The news has just emerged that the Revenue is having a battle with Manchester United over the issue of who pays tax on image rights. The offer document for the new bond mentions that there might be a legal case over the matter.
It also seem that Man U have difficulty in remembering their own stories. They had said previously that they could grow because of their rising marketing. But now they are congratulating themselves on doubling prices over the Glazer years. And still, no matter how many spins they put on it, most financial analysts seem to find it hard to work out how they can get out of the mire.
As things stand the Revenue might be a minor issue for Man U, not because it is, but because of the size of their other issues. But this is not the case elsewhere. Man U’s is just one of a series of cases in which the Revenue is having a bash at football clubs.
The most famous I guess is Portsmouth where they are challenging the previous owner, the previous manager and Peter Storrie whose job title I have currently forgotten. Court cases start soon.
The Supporters Direct group who particularly have an interest in some of the smaller clubs have noted in a recent email on their news group that Kings Lynn have gone, following a taxman attack, while Rochdale only survived at the last minute, as did Accrington Stanley. Notts County and Cardiff City are now being threatened.
At the heart of the Revenue’s annoyance with football is the issue of clubs having to pay “football debts” in full if they run into trouble, before they pay off anyone else. Much was made of this when Leeds United went bust, and paid the likes of St John’s Ambulance and everyone else outside football just 10% or so of everything that was owed.
Deals like that mean that the taxman gets only 10% of what is owed while footballers get their full whack. So if the Revenue can move on its own before the whole club comes tumbling down, they might manage either by negotiation or through a court order, to get their money in full.

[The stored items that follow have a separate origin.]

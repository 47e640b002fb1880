use crate::models::{Animal, ScoringWeights, Sex};

/// Calculate a breeding compatibility score (0-1) for a pair of animals
///
/// Scoring formula:
/// score = min(
///     breed_match * 0.3 +          # identical breed string
///     age_similarity * 0.2 +       # 1 at equal age, 0 at >= 5 years apart
///     both_healthy * 0.3 +         # health_status == "healthy" on both
///     milk_bonus * 0.2,            # female of a male/female pair > 15 L/day
///     1.0
/// )
///
/// The milk term looks at whichever animal is female, so the score does not
/// depend on argument order.
pub fn compatibility_score(a: &Animal, b: &Animal, weights: &ScoringWeights) -> f64 {
    let breed_score = if a.breed == b.breed { 1.0 } else { 0.0 };

    let age_score = calculate_age_score(a.age, b.age, weights.age_window_years);

    let health_score = if a.is_healthy() && b.is_healthy() { 1.0 } else { 0.0 };

    let milk_score = match female_of_pair(a, b) {
        Some(female) if exceeds_milk_threshold(female, weights.milk_threshold_lpd) => 1.0,
        _ => 0.0,
    };

    let total = breed_score * weights.breed
        + age_score * weights.age
        + health_score * weights.health
        + milk_score * weights.milk;

    total.min(1.0).max(0.0)
}

/// Age similarity (0-1), falling linearly to zero at `window_years` apart
#[inline]
fn calculate_age_score(age_a: f64, age_b: f64, window_years: f64) -> f64 {
    if window_years <= 0.0 {
        return if age_a == age_b { 1.0 } else { 0.0 };
    }

    let diff = (age_a - age_b).abs();
    1.0 - (diff / window_years).min(1.0)
}

/// The female member of a male/female pair; `None` for same-sex pairs
#[inline]
fn female_of_pair<'a>(a: &'a Animal, b: &'a Animal) -> Option<&'a Animal> {
    match (a.sex, b.sex) {
        (Sex::Female, Sex::Male) => Some(a),
        (Sex::Male, Sex::Female) => Some(b),
        _ => None,
    }
}

#[inline]
fn exceeds_milk_threshold(animal: &Animal, threshold_lpd: f64) -> bool {
    animal.milk_yield.map(|m| m > threshold_lpd).unwrap_or(false)
}

#[cfg(test)]
mod tests {
    use super::*;

    fn create_test_animal(id: &str, age: f64, sex: Sex, milk: Option<f64>) -> Animal {
        Animal {
            id: id.to_string(),
            name: format!("Cow {}", id),
            breed: "Gir".to_string(),
            age,
            sex,
            health_status: "healthy".to_string(),
            milk_yield: milk,
            genetic_history: None,
            location_lat: None,
            location_lng: None,
            owner_id: format!("owner-{}", id),
            created_at: None,
        }
    }

    #[test]
    fn test_reference_pair() {
        let a = create_test_animal("a", 4.0, Sex::Female, Some(18.0));
        let b = create_test_animal("b", 5.0, Sex::Male, None);

        let score = compatibility_score(&a, &b, &ScoringWeights::default());
        assert!((score - 0.96).abs() < 1e-9, "expected 0.96, got {}", score);
    }

    #[test]
    fn test_age_score() {
        assert_eq!(calculate_age_score(4.0, 4.0, 5.0), 1.0);
        assert!((calculate_age_score(4.0, 5.0, 5.0) - 0.8).abs() < 1e-12);
        assert_eq!(calculate_age_score(2.0, 7.0, 5.0), 0.0);
        assert_eq!(calculate_age_score(1.0, 12.0, 5.0), 0.0);
    }

    #[test]
    fn test_milk_bonus_needs_strictly_more_than_threshold() {
        let at_threshold = create_test_animal("a", 4.0, Sex::Female, Some(15.0));
        let bull = create_test_animal("b", 4.0, Sex::Male, None);

        let score = compatibility_score(&at_threshold, &bull, &ScoringWeights::default());
        assert!((score - 0.8).abs() < 1e-9);
    }

    #[test]
    fn test_same_sex_pair_gets_no_milk_bonus() {
        let a = create_test_animal("a", 4.0, Sex::Female, Some(25.0));
        let b = create_test_animal("b", 4.0, Sex::Female, Some(25.0));

        let score = compatibility_score(&a, &b, &ScoringWeights::default());
        assert!((score - 0.8).abs() < 1e-9);
    }

    #[test]
    fn test_unhealthy_partner_loses_health_term() {
        let a = create_test_animal("a", 4.0, Sex::Female, None);
        let mut b = create_test_animal("b", 4.0, Sex::Male, None);
        b.health_status = "Healthy".to_string();

        let score = compatibility_score(&a, &b, &ScoringWeights::default());
        assert!((score - 0.5).abs() < 1e-9);
    }

    #[test]
    fn test_clamped_when_weights_overshoot() {
        let a = create_test_animal("a", 4.0, Sex::Female, Some(20.0));
        let b = create_test_animal("b", 4.0, Sex::Male, None);
        let heavy = ScoringWeights {
            breed: 0.9,
            health: 0.9,
            ..ScoringWeights::default()
        };

        assert_eq!(compatibility_score(&a, &b, &heavy), 1.0);
    }
}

It is possible that the Revenue might even challenge the validity of “football debts first” rule in court. There is no legal basis for it, and I guess it might be possible for it to be ruled illegal. That would give football a problem, because it would allow clubs to buy lots of players, go bust, and then only pay 10% of the cost. Man U might fancy that.
What’s interesting is that there is often something decidedly odd around the clubs that are seriously challenged by the Revenue. Notts County are a case in point – buying the club for zero, promising the earth, then nothing being as it seemed, then selling the whole thing for £1 with no one knowing who owned the club, and endless oddities involving North Korea of all places.
The only person who comes out of Notts County with any integrity is Sol Campbell who went in, looked, and realised it was all a con, and walked out. Of course the papers won’t ever give him is due – not least because he was infinitely more intelligent about the affair than they were. But it would be nice if just one of those sniggering Radio 5 journalists had the decency to apologise.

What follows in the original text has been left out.